Middlebrow and I have finally joined the 21st Century by getting a DSL. Since Ed, the friendly Qwest worker, came over, I have been on-line dutifully adding friends to my MSN messenger contacts so, in the case of emergency, I can IM them for information on how, for example, to tell if a substance is blood or just dried juice (my sister Lisa) or how long one might make a recipe low-fat (my sister Kristi) or what mystery I should add to my must read list (my mom) or if I have an inquiry about pedagogy (my sister Erin) or Derrida (my friend Brian whose screen name is the frightening NukeDescending). I also added SleepyE just in case he has a Big Red Phone or Hoochie Mama update. I need to be the first to know.
On the negative side, I now have no excuse for not keeping extremely up to date with my hybrid course, which may, finally, in week four, be ready for lift off. And I thought Son was good with the excuses! Geez, those students are very creative when it comes to why, exactly, they can't do their weekend assignments until noon on Monday.
No excuses! It's the take no prisoners approach to visual rhetoric.

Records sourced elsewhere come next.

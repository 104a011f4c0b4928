//! Descriptor de un step: la unidad de trabajo planificable.

use chrono::{DateTime, Utc};
use serde::Serialize;
use std::time::Duration;

use super::context::{StepAction, StepCondition};
use super::policy::{PostDelay, RetryPolicy};
use super::status::StepState;
use crate::engine::QueueControl;
use crate::errors::StepError;

/// Callback invocado exactamente una vez cuando el step termina en
/// `Failed`, `Cancelled` o `TimedOut`. Recibe el control de la cola para
/// poder pedir `stop`/`skip_current` (punto deliberado de inversión de
/// control: la cola nunca avanza sola sobre un step fallido).
pub type FailureHook = Box<dyn FnMut(&StepSnapshot, Option<&StepError>, &mut QueueControl)>;

/// Callback invocado exactamente una vez al agotarse los reintentos.
pub type RetryExceededHook = Box<dyn FnMut(&StepSnapshot, &mut QueueControl)>;

/// Especificación inmutable-tras-construcción de una unidad de trabajo,
/// más su registro de ejecución (estado, intento, marcas de tiempo).
///
/// Los productores construyen un `TaskStep` únicamente a través de
/// `TaskBuilder`; una vez encolado, la cola es su dueña exclusiva y la
/// única que muta su estado. Desde fuera sólo quedan lecturas.
pub struct TaskStep {
    pub(crate) name: String,
    pub(crate) action: Option<Box<dyn StepAction>>,
    /// Acción alternativa para los intentos 2..n. El primer intento corre
    /// siempre `action`.
    pub(crate) retry_action: Option<Box<dyn StepAction>>,
    pub(crate) condition: Option<Box<dyn StepCondition>>,
    pub(crate) retry: Option<RetryPolicy>,
    pub(crate) timeout: Option<Duration>,
    pub(crate) post_delay: Option<PostDelay>,
    pub(crate) on_failed_or_cancelled: Option<FailureHook>,
    pub(crate) on_max_retries_exceeded: Option<RetryExceededHook>,

    // Registro de ejecución. Marcas de tiempo explícitas en lugar de
    // sleeps: suspender el hilo pararía a todos los demás steps y al
    // driver externo.
    pub(crate) state: StepState,
    pub(crate) attempt: u32,
    pub(crate) started_at: Option<DateTime<Utc>>,
    pub(crate) last_attempt_at: Option<DateTime<Utc>>,
    pub(crate) condition_met_at: Option<DateTime<Utc>>,
    pub(crate) error: Option<StepError>,
}

impl TaskStep {
    pub(crate) fn new(name: String) -> Self {
        Self { name,
               action: None,
               retry_action: None,
               condition: None,
               retry: None,
               timeout: None,
               post_delay: None,
               on_failed_or_cancelled: None,
               on_max_retries_exceeded: None,
               state: StepState::Pending,
               attempt: 0,
               started_at: None,
               last_attempt_at: None,
               condition_met_at: None,
               error: None }
    }

    #[inline]
    pub fn name(&self) -> &str {
        &self.name
    }

    #[inline]
    pub fn state(&self) -> StepState {
        self.state
    }

    /// Intento en curso; 0 mientras el step sigue `Pending`.
    #[inline]
    pub fn attempt(&self) -> u32 {
        self.attempt
    }

    #[inline]
    pub fn error(&self) -> Option<&StepError> {
        self.error.as_ref()
    }

    #[inline]
    pub fn started_at(&self) -> Option<DateTime<Utc>> {
        self.started_at
    }

    /// Copia inmutable del registro de ejecución, para callbacks y
    /// consultas externas.
    pub fn snapshot(&self) -> StepSnapshot {
        StepSnapshot { name: self.name.clone(),
                       state: self.state,
                       attempt: self.attempt,
                       started_at: self.started_at,
                       error: self.error.clone() }
    }
}

impl std::fmt::Debug for TaskStep {
    fn fmt(&self, f: &mut std::fmt::Formatter<'_>) -> std::fmt::Result {
        f.debug_struct("TaskStep")
         .field("name", &self.name)
         .field("state", &self.state)
         .field("attempt", &self.attempt)
         .field("error", &self.error)
         .finish_non_exhaustive()
    }
}

/// Vista serializable de un step en un instante dado.
#[derive(Debug, Clone, Serialize)]
pub struct StepSnapshot {
    pub name: String,
    pub state: StepState,
    pub attempt: u32,
    pub started_at: Option<DateTime<Utc>>,
    pub error: Option<StepError>,
}
//! Estrangulador de lecturas caras sobre el proceso externo.
//!
//! Una condición se sondea en cada tick, pero algunas lecturas del proceso
//! (el roster de personajes, por ejemplo) son caras o ruidosas. `Throttle`
//! las ejecuta a lo sumo una vez por intervalo y entre medio sirve el
//! último valor bueno; una lectura vacía no pisa la cache.

use chrono::{DateTime, TimeDelta, Utc};
use std::time::Duration;

#[derive(Debug)]
pub struct Throttle<T> {
    interval: Duration,
    last_poll: Option<DateTime<Utc>>,
    cached: Option<T>,
}

impl<T: Clone> Throttle<T> {
    pub fn new(interval: Duration) -> Self {
        Self { interval,
               last_poll: None,
               cached: None }
    }

    /// Ejecuta `read` si el intervalo venció; si no, devuelve la cache.
    /// `read` devolviendo `None` conserva el último valor conocido.
    pub fn poll(&mut self, now: DateTime<Utc>, read: impl FnOnce() -> Option<T>) -> Option<T> {
        let due = match self.last_poll {
            None => true,
            Some(t) => {
                let delta = TimeDelta::from_std(self.interval).unwrap_or(TimeDelta::MAX);
                now.signed_duration_since(t) >= delta
            }
        };
        if due {
            self.last_poll = Some(now);
            if let Some(value) = read() {
                self.cached = Some(value);
            }
        }
        self.cached.clone()
    }
}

Stay tuned!

3 comments:

susansinclair said...

I'm wondering how I might be classified. "When I feel the need for someone to comment randomly on my blog." or "When I need to hear a really inappropriate remark." Of course, I avoid the IMing, since I spend too much time online as it is...

Lisa B. said...

A. DSL rocks.
B. I want to be added to your contacts list (is that pathetic?).
C. As far as students and their excuses go--technology is just one more mediation for the eternal truth--the dog ate your homework, except now it's the internet doing the eating. It's shocking--shocking!--how often they can't download a thing you've uploaded. Of course, I believe them--I believe them all.

Condiment said...

IMming is the end of the world. Had friends who would do it to me back when I was AWOL (or is that AOL?). Then again, maybe IMmng would diffuse the 3-hour phone calls to Middlebrow...Like the Japanese earthquake system...many small ones every day prevent the big one!